While Google’s measures have gotten rid of about half the search arbitrageurs who were once operating in his company’s space, Watson estimates, he has seen a corresponding entry by other parallel marketers such as equity trading companies. This has entailed FXCM in building a larger keyword list in order to find that low-cost, low-conversion long search tail. “Where we once could get along with a keyword list of 500 words, now we have to get out there with 2500 terms,” he says. “That increases both our work load and our expenses.”

Meanwhile, he says, the arbitrageurs have taken their Made for AdSense pages and moved them to other online venues where clicks can be acquired cheaply or even for free and turned into profitable traffic—primarily blogs, social network pages, and even bogus news stories or press releases that turn up in organic search.

“There doesn’t appear to have been a lot of thought on Google’s part about the actual people doing real marketing,” he says. “The thought was simply, ‘How do we shut these other people down?’”

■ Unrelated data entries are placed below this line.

//! One configured node: its address, liveness state and connection.

use std::fmt;
use std::sync::Arc;

use ignite_core::protocol::{Request, Response};
use ignite_core::{IgniteError, ProtocolVersion, Result};
use tokio::sync::{Mutex, RwLock};
use uuid::Uuid;

use super::connection::{ConnectOptions, Connection};
use crate::config::NodeAddress;

/// Liveness of a node endpoint.
#[derive(Debug, Clone, Copy, PartialEq, Eq)]
pub enum NodeState {
    /// Connected and handshaken.
    Alive,
    /// Not connected; the last attempt or request failed, or it was closed.
    Dead,
    /// A connect attempt is in progress.
    Reconnecting,
}

impl fmt::Display for NodeState {
    fn fmt(&self, f: &mut fmt::Formatter<'_>) -> fmt::Result {
        let name = match self {
            Self::Alive => "alive",
            Self::Dead => "dead",
            Self::Reconnecting => "reconnecting",
        };
        f.write_str(name)
    }
}

#[derive(Debug, Clone, Copy)]
struct NodeStatus {
    state: NodeState,
    version: Option<ProtocolVersion>,
    node_uuid: Option<Uuid>,
}

/// A cluster node the pool may route requests to.
///
/// The connection sits behind an async mutex, so at most one request is in
/// flight per node. Liveness is tracked separately and can be read while a
/// request holds the connection.
#[derive(Debug)]
pub struct NodeEndpoint {
    address: NodeAddress,
    options: Arc<ConnectOptions>,
    status: RwLock<NodeStatus>,
    connection: Mutex<Option<Connection>>,
}

impl NodeEndpoint {
    /// Creates a disconnected endpoint.
    pub fn new(address: NodeAddress, options: Arc<ConnectOptions>) -> Self {
        Self {
            address,
            options,
            status: RwLock::new(NodeStatus {
                state: NodeState::Dead,
                version: None,
                node_uuid: None,
            }),
            connection: Mutex::new(None),
        }
    }

    /// Address this endpoint connects to.
    pub fn address(&self) -> &NodeAddress {
        &self.address
    }

    /// Current state.
    pub async fn state(&self) -> NodeState {
        self.status.read().await.state
    }

    /// Returns `true` if the endpoint holds a usable connection.
    pub async fn is_alive(&self) -> bool {
        self.state().await == NodeState::Alive
    }

    /// Version negotiated by the last successful handshake.
    pub async fn version(&self) -> Option<ProtocolVersion> {
        self.status.read().await.version
    }

    /// Node id reported by the last successful handshake.
    pub async fn node_uuid(&self) -> Option<Uuid> {
        self.status.read().await.node_uuid
    }

    async fn set_state(&self, state: NodeState) {
        self.status.write().await.state = state;
    }

    /// Opens a fresh connection, replacing any existing one.
    ///
    /// Returns the negotiated version. On failure the endpoint is `Dead`.
    pub async fn connect(&self) -> Result<ProtocolVersion> {
        let mut slot = self.connection.lock().await;
        if let Some(old) = slot.take() {
            old.close().await;
        }
        self.set_state(NodeState::Reconnecting).await;

        match Connection::open(&self.address, &self.options).await {
            Ok(connection) => {
                let version = connection.version();
                {
                    let mut status = self.status.write().await;
                    status.state = NodeState::Alive;
                    status.version = Some(version);
                    status.node_uuid = connection.node_uuid();
                }
                *slot = Some(connection);
                tracing::info!(address = %self.address, version = %version, "node connected");
                Ok(version)
            }
            Err(e) => {
                self.set_state(NodeState::Dead).await;
                tracing::warn!(address = %self.address, error = %e, "failed to connect to node");
                Err(e)
            }
        }
    }

    /// Closes the connection, if any, and marks the endpoint `Dead`.
    pub async fn close(&self) {
        let mut slot = self.connection.lock().await;
        if let Some(connection) = slot.take() {
            connection.close().await;
        }
        self.set_state(NodeState::Dead).await;
    }

    /// Sends `request` and waits for its response.
    ///
    /// An error that leaves the stream unusable drops the connection and
    /// marks the endpoint `Dead`; the pool reconnects it on a later selection.
    pub async fn request(&self, request: &Request) -> Result<Response> {
        let mut slot = self.connection.lock().await;
        let connection = slot.as_mut().ok_or_else(|| {
            IgniteError::Connection(format!("node {} is not connected", self.address))
        })?;

        match connection.request(request).await {
            Ok(response) => Ok(response),
            Err(e) => {
                if e.is_connection_fatal() {
                    if let Some(connection) = slot.take() {
                        connection.close().await;
                    }
                    self.set_state(NodeState::Dead).await;
                    tracing::warn!(
                        address = %self.address,
                        op_code = request.op_code(),
                        error = %e,
                        "request failed, node marked dead"
                    );
                }
                Err(e)
            }
        }
    }

    /// Passes through the result of decoding a response payload.
    ///
    /// A decode failure that means the stream can no longer be trusted closes
    /// the connection and marks the endpoint `Dead`, like a failed read.
    pub async fn check_payload<T>(&self, decoded: Result<T>) -> Result<T> {
        if let Err(e) = &decoded {
            if e.is_connection_fatal() {
                tracing::warn!(
                    address = %self.address,
                    error = %e,
                    "malformed response payload, node marked dead"
                );
                self.close().await;
            }
        }
        decoded
    }
}
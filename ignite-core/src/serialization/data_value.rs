//! Type-coded data objects.
//!
//! Every value the server returns outside of a fixed message layout (SQL
//! cells, query arguments, nullable strings inside type descriptions) is
//! prefixed by a one-byte type code. Complex objects are kept as raw blobs:
//! their field layout is resolved through the type registry, not here.

use uuid::Uuid;

use super::{DataInput, DataOutput, ObjectDataInput};
use crate::error::{IgniteError, Result};
use crate::protocol::constants::*;

/// A complex (binary) object kept in its serialized form.
#[derive(Debug, Clone, PartialEq, Eq)]
pub struct ComplexObject {
    type_id: i32,
    schema_id: i32,
    flags: i16,
    bytes: Vec<u8>,
}

impl ComplexObject {
    /// Parses the header of a serialized complex object.
    ///
    /// `bytes` must start with the complex object type code.
    pub fn from_bytes(bytes: Vec<u8>) -> Result<Self> {
        let mut input = ObjectDataInput::new(&bytes);
        let code = input.read_ubyte()?;
        if code != TC_COMPLEX_OBJECT {
            return Err(IgniteError::Protocol(format!(
                "expected complex object, found type code {}",
                code
            )));
        }
        let _version = input.read_ubyte()?;
        let flags = input.read_short()?;
        let type_id = input.read_int()?;
        let _hash_code = input.read_int()?;
        let length = input.read_int()?;
        let schema_id = input.read_int()?;
        if length < COMPLEX_OBJECT_HEADER_SIZE as i32 || length as usize != bytes.len() {
            return Err(IgniteError::Protocol(format!(
                "complex object length {} does not match {} available bytes",
                length,
                bytes.len()
            )));
        }
        Ok(Self {
            type_id,
            schema_id,
            flags,
            bytes,
        })
    }

    /// Returns the binary type id of the object.
    pub fn type_id(&self) -> i32 {
        self.type_id
    }

    /// Returns the schema id describing the object's field layout.
    pub fn schema_id(&self) -> i32 {
        self.schema_id
    }

    /// Returns the header flags.
    pub fn flags(&self) -> i16 {
        self.flags
    }

    /// Returns the serialized object, header included.
    pub fn as_bytes(&self) -> &[u8] {
        &self.bytes
    }
}
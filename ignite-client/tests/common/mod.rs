//! Mock Ignite node for integration tests.

#![allow(dead_code)]

use std::collections::HashMap;
use std::sync::{Arc, Mutex};
use std::time::Duration;

use ignite_client::{ClientConfig, NodeAddress, ProtocolVersion, TopologyVersion};
use ignite_core::protocol::{
    OP_GET_BINARY_TYPE, OP_PUT_BINARY_TYPE, RESPONSE_FLAG_ERROR, RESPONSE_FLAG_TOPOLOGY_CHANGED,
    TC_BYTE_ARRAY,
};
use ignite_core::serialization::{write_string_object, write_uuid_object};
use ignite_core::{DataOutput, ObjectDataOutput};
use tokio::io::{AsyncReadExt, AsyncWriteExt};
use tokio::net::{TcpListener, TcpStream};
use tokio::task::JoinHandle;
use uuid::Uuid;

/// What the mock answers to one request.
pub enum Reply {
    /// Success with this payload.
    Ok(Vec<u8>),
    /// Failure status with a message.
    Error(i32, String),
}

/// Request handler: op code and payload in, reply out.
pub type Handler = Arc<dyn Fn(i16, &[u8]) -> Reply + Send + Sync>;

/// Handler answering every request with an empty success.
pub fn empty_handler() -> Handler {
    Arc::new(|_, _| Reply::Ok(Vec::new()))
}

/// Handler that stores registered types and serves them back.
pub fn type_store_handler() -> Handler {
    let store: Arc<Mutex<HashMap<i32, Vec<u8>>>> = Arc::default();
    Arc::new(move |op, payload| match op {
        OP_PUT_BINARY_TYPE => {
            let type_id = i32::from_le_bytes([payload[0], payload[1], payload[2], payload[3]]);
            store.lock().unwrap().insert(type_id, payload.to_vec());
            Reply::Ok(Vec::new())
        }
        OP_GET_BINARY_TYPE => {
            let type_id = i32::from_le_bytes([payload[0], payload[1], payload[2], payload[3]]);
            match store.lock().unwrap().get(&type_id) {
                Some(body) => {
                    let mut reply = vec![1u8];
                    reply.extend_from_slice(body);
                    Reply::Ok(reply)
                }
                None => Reply::Ok(vec![0u8]),
            }
        }
        _ => Reply::Ok(Vec::new()),
    })
}

/// Mock node settings.
#[derive(Clone)]
pub struct MockOptions {
    /// Highest version the node accepts; higher offers are rejected with it.
    pub max_version: ProtocolVersion,
    /// Topology version announced in every response header.
    pub topology: Option<TopologyVersion>,
    /// Node id sent in handshakes.
    pub node_uuid: Uuid,
    /// Request handler.
    pub handler: Handler,
}

impl Default for MockOptions {
    fn default() -> Self {
        Self {
            max_version: ProtocolVersion::LATEST,
            topology: None,
            node_uuid: Uuid::new_v4(),
            handler: empty_handler(),
        }
    }
}

/// A TCP server that speaks enough of the protocol for client tests.
pub struct MockNode {
    address: NodeAddress,
    node_uuid: Uuid,
    ops: Arc<Mutex<Vec<i16>>>,
    handshakes: Arc<Mutex<Vec<ProtocolVersion>>>,
    tasks: Arc<Mutex<Vec<JoinHandle<()>>>>,
    accept: JoinHandle<()>,
}

impl MockNode {
    /// Starts a node answering every request with `handler`.
    pub async fn start(handler: Handler) -> Self {
        Self::start_with(MockOptions {
            handler,
            ..Default::default()
        })
        .await
    }

    /// Starts a node with explicit options.
    pub async fn start_with(options: MockOptions) -> Self {
        let listener = TcpListener::bind("127.0.0.1:0").await.unwrap();
        let port = listener.local_addr().unwrap().port();
        let node_uuid = options.node_uuid;
        let ops: Arc<Mutex<Vec<i16>>> = Arc::default();
        let handshakes: Arc<Mutex<Vec<ProtocolVersion>>> = Arc::default();
        let tasks: Arc<Mutex<Vec<JoinHandle<()>>>> = Arc::default();

        let accept = {
            let ops = Arc::clone(&ops);
            let handshakes = Arc::clone(&handshakes);
            let tasks = Arc::clone(&tasks);
            tokio::spawn(async move {
                while let Ok((socket, _)) = listener.accept().await {
                    let session = Session {
                        node_uuid,
                        options: options.clone(),
                        ops: Arc::clone(&ops),
                        handshakes: Arc::clone(&handshakes),
                    };
                    let task = tokio::spawn(session.run(socket));
                    tasks.lock().unwrap().push(task);
                }
            })
        };

        Self {
            address: NodeAddress::new("127.0.0.1", port),
            node_uuid,
            ops,
            handshakes,
            tasks,
            accept,
        }
    }

    /// Address clients connect to.
    pub fn address(&self) -> NodeAddress {
        self.address.clone()
    }

    /// Node id sent in handshakes.
    pub fn node_uuid(&self) -> Uuid {
        self.node_uuid
    }

    /// Op codes received so far.
    pub fn ops(&self) -> Vec<i16> {
        self.ops.lock().unwrap().clone()
    }

    /// Number of requests received with `op`.
    pub fn count(&self, op: i16) -> usize {
        self.ops().iter().filter(|o| **o == op).count()
    }

    /// Versions offered in handshakes so far.
    pub fn handshakes(&self) -> Vec<ProtocolVersion> {
        self.handshakes.lock().unwrap().clone()
    }

    /// Stops listening and drops every open connection.
    pub async fn shutdown(self) {
        self.accept.abort();
        let _ = self.accept.await;
        let tasks: Vec<_> = self.tasks.lock().unwrap().drain(..).collect();
        for task in tasks {
            task.abort();
            let _ = task.await;
        }
    }
}

struct Session {
    node_uuid: Uuid,
    options: MockOptions,
    ops: Arc<Mutex<Vec<i16>>>,
    handshakes: Arc<Mutex<Vec<ProtocolVersion>>>,
}

async fn read_frame(socket: &mut TcpStream) -> Option<Vec<u8>> {
    let len = socket.read_i32_le().await.ok()?;
    let mut body = vec![0u8; len as usize];
    socket.read_exact(&mut body).await.ok()?;
    Some(body)
}

async fn write_frame(socket: &mut TcpStream, body: &[u8]) -> Option<()> {
    let mut frame = (body.len() as i32).to_le_bytes().to_vec();
    frame.extend_from_slice(body);
    socket.write_all(&frame).await.ok()
}

impl Session {
    async fn run(self, mut socket: TcpStream) {
        let Some(hello) = read_frame(&mut socket).await else {
            return;
        };
        let short = |at: usize| i16::from_le_bytes([hello[at], hello[at + 1]]);
        let offered = ProtocolVersion::new(short(1), short(3), short(5));
        self.handshakes.lock().unwrap().push(offered);

        let mut out = ObjectDataOutput::new();
        if offered > self.options.max_version {
            let max = self.options.max_version;
            out.write_bool(false).unwrap();
            out.write_short(max.major).unwrap();
            out.write_short(max.minor).unwrap();
            out.write_short(max.patch).unwrap();
            write_string_object(&mut out, Some("unsupported version")).unwrap();
            if offered.has_feature_flags() {
                out.write_int(1001).unwrap();
            }
            let _ = write_frame(&mut socket, out.as_bytes()).await;
            return;
        }

        out.write_bool(true).unwrap();
        if offered.has_feature_flags() {
            out.write_ubyte(TC_BYTE_ARRAY).unwrap();
            out.write_int(0).unwrap();
        }
        if offered.has_response_flags() {
            write_uuid_object(&mut out, Some(&self.node_uuid)).unwrap();
        }
        if write_frame(&mut socket, out.as_bytes()).await.is_none() {
            return;
        }

        while let Some(frame) = read_frame(&mut socket).await {
            let op = i16::from_le_bytes([frame[0], frame[1]]);
            let request_id = &frame[2..10];
            self.ops.lock().unwrap().push(op);
            let reply = (self.options.handler)(op, &frame[10..]);

            let mut out = ObjectDataOutput::new();
            out.write_bytes(request_id).unwrap();
            if offered.has_response_flags() {
                let mut flags = 0;
                if self.options.topology.is_some() {
                    flags |= RESPONSE_FLAG_TOPOLOGY_CHANGED;
                }
                if matches!(reply, Reply::Error(..)) {
                    flags |= RESPONSE_FLAG_ERROR;
                }
                out.write_short(flags).unwrap();
                if let Some(topology) = self.options.topology {
                    out.write_long(topology.major).unwrap();
                    out.write_int(topology.minor).unwrap();
                }
                match &reply {
                    Reply::Ok(payload) => out.write_bytes(payload).unwrap(),
                    Reply::Error(status, message) => {
                        out.write_int(*status).unwrap();
                        write_string_object(&mut out, Some(message.as_str())).unwrap();
                    }
                }
            } else {
                match &reply {
                    Reply::Ok(payload) => {
                        out.write_int(0).unwrap();
                        out.write_bytes(payload).unwrap();
                    }
                    Reply::Error(status, message) => {
                        out.write_int(*status).unwrap();
                        write_string_object(&mut out, Some(message.as_str())).unwrap();
                    }
                }
            }
            if write_frame(&mut socket, out.as_bytes()).await.is_none() {
                return;
            }
        }
    }
}

/// A port nothing listens on.
pub async fn closed_port() -> u16 {
    let listener = TcpListener::bind("127.0.0.1:0").await.unwrap();
    listener.local_addr().unwrap().port()
}

/// Config pointing at `addresses` with a short timeout.
pub fn config_for(addresses: &[NodeAddress], partition_aware: bool) -> ClientConfig {
    ClientConfig::builder()
        .addresses(addresses.iter().cloned())
        .partition_aware(partition_aware)
        .connection_timeout(Duration::from_secs(2))
        .build()
        .unwrap()
}
//! Structural checks on the serialized shapes.
//!
//! The contract of this crate is the shape itself: every row type must
//! serialize to exactly its declared column list, and write DTOs must never
//! introduce columns the table does not have.

use millennium_db::models::character::{Character, CreateCharacter, UpdateCharacter};
use millennium_db::models::connection::{Connection, CreateConnection, UpdateConnection};
use millennium_db::models::{character, connection};

/// Sorted key set of a serialized value, which must be a JSON object.
fn sorted_keys(value: &serde_json::Value) -> Vec<String> {
    let mut keys: Vec<String> = value
        .as_object()
        .expect("serialized shape should be a JSON object")
        .keys()
        .cloned()
        .collect();
    keys.sort();
    keys
}

fn sorted_columns(columns: &[&str]) -> Vec<String> {
    let mut columns: Vec<String> = columns.iter().map(ToString::to_string).collect();
    columns.sort();
    columns
}

fn sample_character() -> Character {
    Character {
        id: 1,
        name: Some("BACON, ROGER".to_string()),
        first_names: Some("Roger".to_string()),
        birth_date: Some("c. 1214".to_string()),
        death_date: Some("1292".to_string()),
        biography: Some("Franciscan friar and early empiricist".to_string()),
        kind: Some("P".to_string()),
        link: Some("https://en.wikipedia.org/wiki/Roger_Bacon".to_string()),
        image_link: None,
    }
}

fn sample_connection() -> Connection {
    Connection {
        id: 1,
        char1_id: Some(1),
        char2_id: Some(2),
        value: Some(4),
        why: Some("Teacher and student at Oxford".to_string()),
    }
}

#[test]
fn character_row_serializes_every_column() {
    let value = serde_json::to_value(sample_character()).unwrap();
    assert_eq!(sorted_keys(&value), sorted_columns(&character::COLUMNS));
}

#[test]
fn character_row_serializes_null_columns_explicitly() {
    let mut row = sample_character();
    row.name = None;
    row.image_link = None;
    let value = serde_json::to_value(row).unwrap();
    // Nulls stay in the object; the row shape never drops a column.
    assert_eq!(sorted_keys(&value), sorted_columns(&character::COLUMNS));
    assert!(value["name"].is_null());
}

#[test]
fn connection_row_serializes_every_column() {
    let value = serde_json::to_value(sample_connection()).unwrap();
    assert_eq!(sorted_keys(&value), sorted_columns(&connection::COLUMNS));
}

#[test]
fn character_write_dtos_stay_within_the_column_list() {
    let create = CreateCharacter {
        id: Some(1),
        name: Some("WASHINGTON".to_string()),
        first_names: Some("George".to_string()),
        birth_date: Some("1732".to_string()),
        death_date: Some("1799".to_string()),
        biography: Some("First president of the United States".to_string()),
        kind: Some("S".to_string()),
        link: Some("https://en.wikipedia.org/wiki/George_Washington".to_string()),
        image_link: Some("washington.jpg".to_string()),
    };
    let value = serde_json::to_value(create).unwrap();
    assert_eq!(sorted_keys(&value), sorted_columns(&character::COLUMNS));

    let update = UpdateCharacter {
        name: Some("WASHINGTON".to_string()),
        first_names: Some("George".to_string()),
        birth_date: Some("1732".to_string()),
        death_date: Some("1799".to_string()),
        biography: None,
        kind: Some("S".to_string()),
        link: None,
        image_link: None,
    };
    let value = serde_json::to_value(update).unwrap();
    let columns = sorted_columns(&character::COLUMNS);
    for key in sorted_keys(&value) {
        assert!(columns.contains(&key), "unexpected column {key}");
    }
}

#[test]
fn connection_write_dtos_stay_within_the_column_list() {
    let create = CreateConnection {
        id: Some(1),
        char1_id: Some(1),
        char2_id: Some(2),
        value: Some(4),
        why: Some("Allies".to_string()),
    };
    let value = serde_json::to_value(create).unwrap();
    assert_eq!(sorted_keys(&value), sorted_columns(&connection::COLUMNS));

    let update = UpdateConnection {
        char1_id: None,
        char2_id: None,
        value: Some(2),
        why: Some("Rivals, later reconciled".to_string()),
    };
    let value = serde_json::to_value(update).unwrap();
    let columns = sorted_columns(&connection::COLUMNS);
    for key in sorted_keys(&value) {
        assert!(columns.contains(&key), "unexpected column {key}");
    }
}

#[test]
fn empty_write_payloads_serialize_to_empty_objects() {
    for value in [
        serde_json::to_value(CreateCharacter::default()).unwrap(),
        serde_json::to_value(UpdateCharacter::default()).unwrap(),
        serde_json::to_value(CreateConnection::default()).unwrap(),
        serde_json::to_value(UpdateConnection::default()).unwrap(),
    ] {
        assert_eq!(value, serde_json::json!({}));
    }
}

#[test]
fn table_names_match_the_database() {
    assert_eq!(character::TABLE, "character");
    assert_eq!(connection::TABLE, "connection");
}
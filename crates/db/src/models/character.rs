//! Character row shape and write DTOs.

use millennium_core::types::DbId;
use serde::{Deserialize, Serialize};
use sqlx::FromRow;
use ts_rs::TS;

/// Table name.
pub const TABLE: &str = "character";

/// Every column of the `character` table, in declaration order.
pub const COLUMNS: [&str; 9] = [
    "id",
    "name",
    "first_names",
    "birth_date",
    "death_date",
    "biography",
    "type",
    "link",
    "image_link",
];

/// A row from the `character` table.
///
/// Every column except the primary key is nullable TEXT. Birth and death
/// dates are free-form historical strings ("c. 1214"), not timestamps.
#[derive(Debug, Clone, FromRow, Serialize, Deserialize, TS)]
#[ts(export)]
pub struct Character {
    pub id: DbId,
    pub name: Option<String>,
    pub first_names: Option<String>,
    pub birth_date: Option<String>,
    pub death_date: Option<String>,
    pub biography: Option<String>,
    /// One-letter category code; see [`millennium_core::category::Category`].
    #[serde(rename = "type")]
    #[sqlx(rename = "type")]
    pub kind: Option<String>,
    pub link: Option<String>,
    pub image_link: Option<String>,
}

/// DTO for inserting a character. Fields left `None` are omitted from the
/// payload so column defaults apply; `id` comes from the sequence.
#[derive(Debug, Clone, Default, Serialize, Deserialize, TS)]
#[ts(export)]
#[serde(default)]
pub struct CreateCharacter {
    #[serde(skip_serializing_if = "Option::is_none")]
    pub id: Option<DbId>,
    #[serde(skip_serializing_if = "Option::is_none")]
    pub name: Option<String>,
    #[serde(skip_serializing_if = "Option::is_none")]
    pub first_names: Option<String>,
    #[serde(skip_serializing_if = "Option::is_none")]
    pub birth_date: Option<String>,
    #[serde(skip_serializing_if = "Option::is_none")]
    pub death_date: Option<String>,
    #[serde(skip_serializing_if = "Option::is_none")]
    pub biography: Option<String>,
    #[serde(rename = "type", skip_serializing_if = "Option::is_none")]
    pub kind: Option<String>,
    #[serde(skip_serializing_if = "Option::is_none")]
    pub link: Option<String>,
    #[serde(skip_serializing_if = "Option::is_none")]
    pub image_link: Option<String>,
}

/// DTO for updating an existing character. All fields are optional; a
/// field left `None` is omitted and the column keeps its value.
#[derive(Debug, Clone, Default, Serialize, Deserialize, TS)]
#[ts(export)]
#[serde(default)]
pub struct UpdateCharacter {
    #[serde(skip_serializing_if = "Option::is_none")]
    pub name: Option<String>,
    #[serde(skip_serializing_if = "Option::is_none")]
    pub first_names: Option<String>,
    #[serde(skip_serializing_if = "Option::is_none")]
    pub birth_date: Option<String>,
    #[serde(skip_serializing_if = "Option::is_none")]
    pub death_date: Option<String>,
    #[serde(skip_serializing_if = "Option::is_none")]
    pub biography: Option<String>,
    #[serde(rename = "type", skip_serializing_if = "Option::is_none")]
    pub kind: Option<String>,
    #[serde(skip_serializing_if = "Option::is_none")]
    pub link: Option<String>,
    #[serde(skip_serializing_if = "Option::is_none")]
    pub image_link: Option<String>,
}
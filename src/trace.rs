//! Diagnostics emitted at the panic boundary. With the `tracing` feature
//! disabled these expand to nothing, so the crate never produces output of
//! its own.

/// Forward to [tracing::debug] if the feature is on
macro_rules! debug_event {
  ($($arg:tt)*) => {{
    #[cfg(feature = "tracing")]
    tracing::debug!($($arg)*);
  }};
}

/// Forward to [tracing::trace] if the feature is on
macro_rules! trace_event {
  ($($arg:tt)*) => {{
    #[cfg(feature = "tracing")]
    tracing::trace!($($arg)*);
  }};
}

pub(crate) use {debug_event, trace_event};
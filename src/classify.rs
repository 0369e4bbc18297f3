//! Deciding which side of an [Outcome] a value belongs on

use std::error::Error;
use std::num::{ParseFloatError, ParseIntError, TryFromIntError};
use std::str::Utf8Error;
use std::string::FromUtf8Error;
use std::sync::Arc;
use std::{fmt, io};

use crate::fault::Fault;
use crate::outcome::Outcome;
use crate::panic::Panic;

/// Values that know whether they represent a success or a failure. This is
/// what [Outcome::from_value] dispatches on.
///
/// Failure representations ([Fault] implementors, erased faults, captured
/// panics and the std error types) settle on the failure side; plain data settles on the success
/// side. Implement this for your own success types to make them accepted by
/// [Outcome::from_value].
pub trait IntoOutcome<T, E> {
  /// Wrap self in the variant it belongs to
  fn into_outcome(self) -> Outcome<T, E>;
}

impl<T, E> IntoOutcome<T, E> for Outcome<T, E> {
  fn into_outcome(self) -> Outcome<T, E> { self }
}

impl<T, E> IntoOutcome<T, E> for Result<T, E> {
  fn into_outcome(self) -> Outcome<T, E> { self.into() }
}

impl<T, F: Fault> IntoOutcome<T, F> for F {
  fn into_outcome(self) -> Outcome<T, F> { Outcome::Failure(self) }
}

impl<T> IntoOutcome<T, Arc<dyn Fault>> for Arc<dyn Fault> {
  fn into_outcome(self) -> Outcome<T, Arc<dyn Fault>> { Outcome::Failure(self) }
}

impl<T> IntoOutcome<T, Box<dyn Fault>> for Box<dyn Fault> {
  fn into_outcome(self) -> Outcome<T, Box<dyn Fault>> { Outcome::Failure(self) }
}

impl<T> IntoOutcome<T, Panic> for Panic {
  fn into_outcome(self) -> Outcome<T, Panic> { Outcome::Failure(self) }
}

macro_rules! success_values {
  ($($t:ty),+ $(,)?) => {
    $(
      impl<E> IntoOutcome<$t, E> for $t {
        fn into_outcome(self) -> Outcome<$t, E> { Outcome::Success(self) }
      }
    )+
  };
}

macro_rules! failure_values {
  ($($t:ty),+ $(,)?) => {
    $(
      impl<T> IntoOutcome<T, $t> for $t {
        fn into_outcome(self) -> Outcome<T, $t> { Outcome::Failure(self) }
      }
    )+
  };
}

failure_values!(
  io::Error, fmt::Error, ParseIntError, ParseFloatError, TryFromIntError, Utf8Error,
  FromUtf8Error, Box<dyn Error + Send + Sync>,
);

success_values!(
  (), bool, char, u8, u16, u32, u64, u128, usize, i8, i16, i32, i64, i128, isize, f32, f64,
  String, &'static str,
);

Watson says Google’s been made aware of the impact its inactivation campaigns have had on legitimate marketers, but so far has not made a move to change those policies. “They know what the public reaction has been, and what the problems are. And they could change things tomorrow by simply saying, ‘Hey, we’re not going to do this any more.’ But if they’re seeing a 10% to 15% increase in revenue [from forced increases in minimum bids], how quickly are they going to get rid of it?”